Welcome!
[info]jdhomrighausen
"A vocation is something which cannot be had for the asking. It comes from heaven and from our first nature."

I am a student in the honors program at Modesto Junior College and the philosophy online program at University of Illinois at Springfield. I'm also president of our college Philosophical Society.  The life of the mind is my vocation.

Ever since my discovery of William James' "Will to Believe" in my first philosophy class, I have been interested in what the philosophy and psychology of religion can say to one another. Since then I have also begun walking down a Christian path and wonder how these ideas seep into theology.

"All who bear a message, all poets, all seekers and also those who are on the alert to pick up truths that lie scattered around us, must plunge deep into the vast emptiness that is plenitude."

(Quotes from A.G. Sertillanges, The Intellectual Life.)

Running for student body senator.
[info]jdhomrighausen
I have a tendency to write lots of thoughts on scrap paper in moments in frenzied insight.  This was written the day of my candidacy speech for student senator.  It still stands.

Why did I want to run?

I feel called to service for my college.  Service is a vow of obedience, an asking at the end of the day: what have I done for my fellow students today?

Right now is a historic time for the community college system.  We need to be on top of developments in education.  Funding is being cut as never before in the history of the community college system in California.  It's crazy.  I am at a great time to be a student senator.

Also, like being in a religious order, what each of us do individually only matters in the context of the organization.  Apart from it, we have no title and far less power.  Keep that in mind if we choose to drift apart from the rest of the group!

Use your power to empower others.

Remember: I am able to do good, but I am not the only one who can do good.  However, I may be the only one called to do the kind of good I do.  This is an awareness of both humility and how we are called by God to individual paths.

Some thoughts on Zen
[info]jdhomrighausen
I've recently started practicing Zen.  There's even a local meditation group in the Soto tradition.  It's….different.

Despite literally doing nothing but sitting and focusing on my breath, it's physically and mentally exhausting.  Physically because like modeling it requires you to stay in positions for a long period of time, and after ten minutes any position is painful.  Mental because not thinking is so difficult.

I've found there's a difference between swatting a thought down and letting it doe naturally.  What does it feel like for a thought to die naturally?  My friend Tina says it's like watching trains go by: they may be interesting, but you don't jump on them!

The breath is the best part.  Like all concepts, the self, and life, it arises and dissolves and has little substance of its own - so the practice is itself a metaphor.  I saw this today while at the gym, cooling down int he hot tub - the bubbles came up and disappeared, all very Zen-like.

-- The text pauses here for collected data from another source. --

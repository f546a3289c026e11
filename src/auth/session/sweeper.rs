//! Background reclamation of expired session records and stale ledger
//! entries.

use std::sync::Arc;
use std::time::Duration;

use tokio::sync::watch;
use tokio::task::JoinHandle;
use tokio::time::interval;
use tracing::{debug, error, info};

use super::SessionStore;
use crate::auth::AttemptLedger;

/// Spawn the periodic sweeper. It wakes every `sweep_interval`, removes
/// session records untouched for `remember_lifetime` seconds, prunes
/// ledger entries with no live failures, and exits between scans when
/// `shutdown` flips to true. No record is held open across the sleep.
pub fn spawn(
    store: Arc<dyn SessionStore>,
    ledger: Arc<AttemptLedger>,
    sweep_interval: Duration,
    remember_lifetime: u64,
    mut shutdown: watch::Receiver<bool>,
) -> JoinHandle<()> {
    tokio::spawn(async move {
        let mut ticker = interval(sweep_interval);
        // The first tick fires immediately; skip it so startup is quiet.
        ticker.tick().await;

        loop {
            tokio::select! {
                _ = ticker.tick() => {
                    match store.sweep(remember_lifetime).await {
                        Ok(0) => debug!("Session sweep found nothing to reclaim"),
                        Ok(removed) => info!("Session sweep reclaimed {removed} expired records"),
                        Err(err) => error!("Session sweep failed: {err}"),
                    }
                    ledger.prune_expired();
                }
                _ = shutdown.changed() => {
                    if *shutdown.borrow() {
                        debug!("Session sweeper shutting down");
                        break;
                    }
                }
            }
        }
    })
}
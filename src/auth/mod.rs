//! Authentication core: credential verification, the failed-attempt
//! ledger, and session management.
//!
//! One `AuthCore` value is constructed at startup and handed to the HTTP
//! server; there is no module-level mutable state. Handlers hold it behind
//! an `Arc` extension and drive every privileged decision through it.

use std::sync::{Arc, PoisonError, RwLock};
use std::time::SystemTime;

use anyhow::{Context, Result};
use axum::http::HeaderMap;
use tracing::error;

use crate::config::{env_file, SecurityConfig};

pub mod ledger;
pub mod password;
pub mod session;
pub mod token;
pub mod verifier;

pub use ledger::{AttemptLedger, Decision};
pub use session::{SessionRecord, SessionStore, StoreError};
pub use token::TokenSigner;
pub use verifier::CredentialVerifier;

/// Name of the cookie carrying the signed session identifier.
pub const SESSION_COOKIE_NAME: &str = "session";

/// Seconds since the Unix epoch.
#[must_use]
pub fn now_unix() -> i64 {
    SystemTime::now()
        .duration_since(SystemTime::UNIX_EPOCH)
        .map_or(0, |elapsed| i64::try_from(elapsed.as_secs()).unwrap_or(0))
}

pub struct AuthCore {
    config: Arc<SecurityConfig>,
    verifier: RwLock<CredentialVerifier>,
    ledger: Arc<AttemptLedger>,
    sessions: Arc<dyn SessionStore>,
    signer: TokenSigner,
}

impl AuthCore {
    #[must_use]
    pub fn new(config: Arc<SecurityConfig>, sessions: Arc<dyn SessionStore>) -> Self {
        let verifier = CredentialVerifier::new(config.password_verifier().to_string());
        let ledger = AttemptLedger::new(config.max_failed_attempts(), config.lockout_window());
        let signer = TokenSigner::new(config.signing_key());
        Self {
            config,
            verifier: RwLock::new(verifier),
            ledger: Arc::new(ledger),
            sessions,
            signer,
        }
    }

    #[must_use]
    pub fn config(&self) -> &SecurityConfig {
        &self.config
    }

    #[must_use]
    pub fn ledger(&self) -> &AttemptLedger {
        &self.ledger
    }

    /// Shared handle for the background sweeper.
    #[must_use]
    pub fn ledger_handle(&self) -> Arc<AttemptLedger> {
        Arc::clone(&self.ledger)
    }

    #[must_use]
    pub fn sessions(&self) -> &dyn SessionStore {
        self.sessions.as_ref()
    }

    #[must_use]
    pub fn session_store(&self) -> Arc<dyn SessionStore> {
        Arc::clone(&self.sessions)
    }

    #[must_use]
    pub fn signer(&self) -> &TokenSigner {
        &self.signer
    }

    /// Check a candidate password against the current verifier. The hash
    /// is CPU-bound, so it runs on the blocking pool; the constant-time
    /// property of the verifier is preserved.
    pub async fn verify_password(&self, candidate: &str) -> bool {
        let verifier = self.current_verifier();
        let candidate = candidate.to_string();
        match tokio::task::spawn_blocking(move || verifier.verify(&candidate)).await {
            Ok(matched) => matched,
            Err(err) => {
                error!("Password verification task failed: {err}");
                false
            }
        }
    }

    /// Rotate the admin credential: hash the new password, persist the
    /// verifier to `.env.local` (rename commit), swap it in memory, then
    /// destroy every session. No session may outlive the credential it
    /// was born under.
    ///
    /// # Errors
    /// Returns an error when hashing or persistence fails; the in-memory
    /// verifier is only swapped after the new one is durably committed.
    pub async fn rotate_password(&self, new_password: &str) -> Result<()> {
        let cost = self.config.hash_cost();
        let plaintext = new_password.to_string();
        let rotated =
            tokio::task::spawn_blocking(move || CredentialVerifier::rehash(&plaintext, cost))
                .await
                .context("password hashing task failed")?
                .context("failed to hash new password")?;

        let path = env_file::env_file_path(self.config.state_dir());
        env_file::update_var(&path, "ADMIN_PASSWORD_VERIFIER", &rotated)
            .await
            .context("failed to persist rotated verifier")?;

        {
            let mut guard = self
                .verifier
                .write()
                .unwrap_or_else(PoisonError::into_inner);
            *guard = CredentialVerifier::new(rotated);
        }

        self.sessions
            .destroy_all()
            .await
            .context("failed to invalidate sessions after password change")?;
        Ok(())
    }

    /// Resolve the session presented in the request headers, if any.
    /// Missing cookie, bad signature, and expired records all read as
    /// `None`; only infrastructure failure is an error.
    ///
    /// # Errors
    /// Returns `StoreError` when session storage fails.
    pub async fn session_from_headers(
        &self,
        headers: &HeaderMap,
    ) -> Result<Option<SessionRecord>, StoreError> {
        let Some(signed) = extract_session_cookie(headers) else {
            return Ok(None);
        };
        let Some(session_id) = self.signer.unsign(&signed) else {
            return Ok(None);
        };
        self.sessions.load(&session_id).await
    }

    /// Create and persist a fresh session record.
    ///
    /// # Errors
    /// Returns an error when token generation or storage fails.
    pub async fn issue_session(&self, remember: bool) -> Result<SessionRecord> {
        let record = SessionRecord::issue(remember)?;
        self.sessions
            .create(&record)
            .await
            .context("failed to persist new session")?;
        Ok(record)
    }

    /// Constant-time CSRF check against the token bound to `record`,
    /// honoring the token TTL.
    #[must_use]
    pub fn csrf_matches(&self, record: &SessionRecord, presented: &str) -> bool {
        if record.csrf_expired(now_unix(), self.config.csrf_token_ttl()) {
            return false;
        }
        token::constant_time_eq(record.csrf_token.as_bytes(), presented.as_bytes())
    }

    fn current_verifier(&self) -> CredentialVerifier {
        self.verifier
            .read()
            .unwrap_or_else(PoisonError::into_inner)
            .clone()
    }
}

/// Pull the raw signed session value out of the `Cookie` header.
#[must_use]
pub fn extract_session_cookie(headers: &HeaderMap) -> Option<String> {
    let header = headers.get(axum::http::header::COOKIE)?;
    let value = header.to_str().ok()?;
    for pair in value.split(';') {
        let trimmed = pair.trim();
        let mut parts = trimmed.splitn(2, '=');
        let key = parts.next()?.trim();
        let val = parts.next()?.trim();
        if key == SESSION_COOKIE_NAME {
            return Some(val.to_string());
        }
    }
    None
}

The breath also leaves me alone.  I have no thoughts to hide in, to escape discontent.  I see what sorts of thoughts pop into my head.  What kind of emotional habits come up?  By practicing not following my thought trains going by, I find myself being able to dissociate more from my thoughts, and perhaps not defining myself by them.

Most interestingly, I was able to take a huge step forward in this monster of sexual temptation I've dealt with this year.  I remember one session where a fantasy came up, and I just let it go - and now this is my model for any other time in the day.  This is a good example of how Zen can help me (a Catholic) strive for virtue.

Peace!

(no subject)
[info]jdhomrighausen
I've decided to move over to a new blog.  However, I'll keep this one for communities.

Peace!

(no subject)
[info]jdhomrighausen
Today, my philosophy of religion class spent five minutes on syllabus stuff and the rest of the class answering foundational questions on religion, truth, the need for religion, and interactions between various religions.

Because the discussion was open-ended, I got to hear a lot from other students. Some of the recurring views:

1. Religion as separate from the rest of life.
The professor asked a question: What separates religious beliefs from non-religious beliefs? To me this is a trick question. One student brought up the example of political beliefs - those are clearly not religious beliefs! I gave the example of the Pope. When he gives a homily on the importance of religious freedom, it's both a political and a theological statement.

The college students I am around think it is easy to separate religion from other spheres of life because of our secularized mindset. How can people take religion or faith seriously when they see it as just one activity among others rather than a deepening perspective that influences all of life's decisions?

2. Religion as "your own truth."
To those who don't enjoy academic debate (that's most people!) it is rude to start arguments or tell others they are wrong. Hence the convenience of the "it works for you" model: it's your truth, but not for others. Something is true for Jonathan, but not true for Grant. But this is just a psychological fact. It doesn't answer the philosophical question: who is right?

3. The brainwashing model.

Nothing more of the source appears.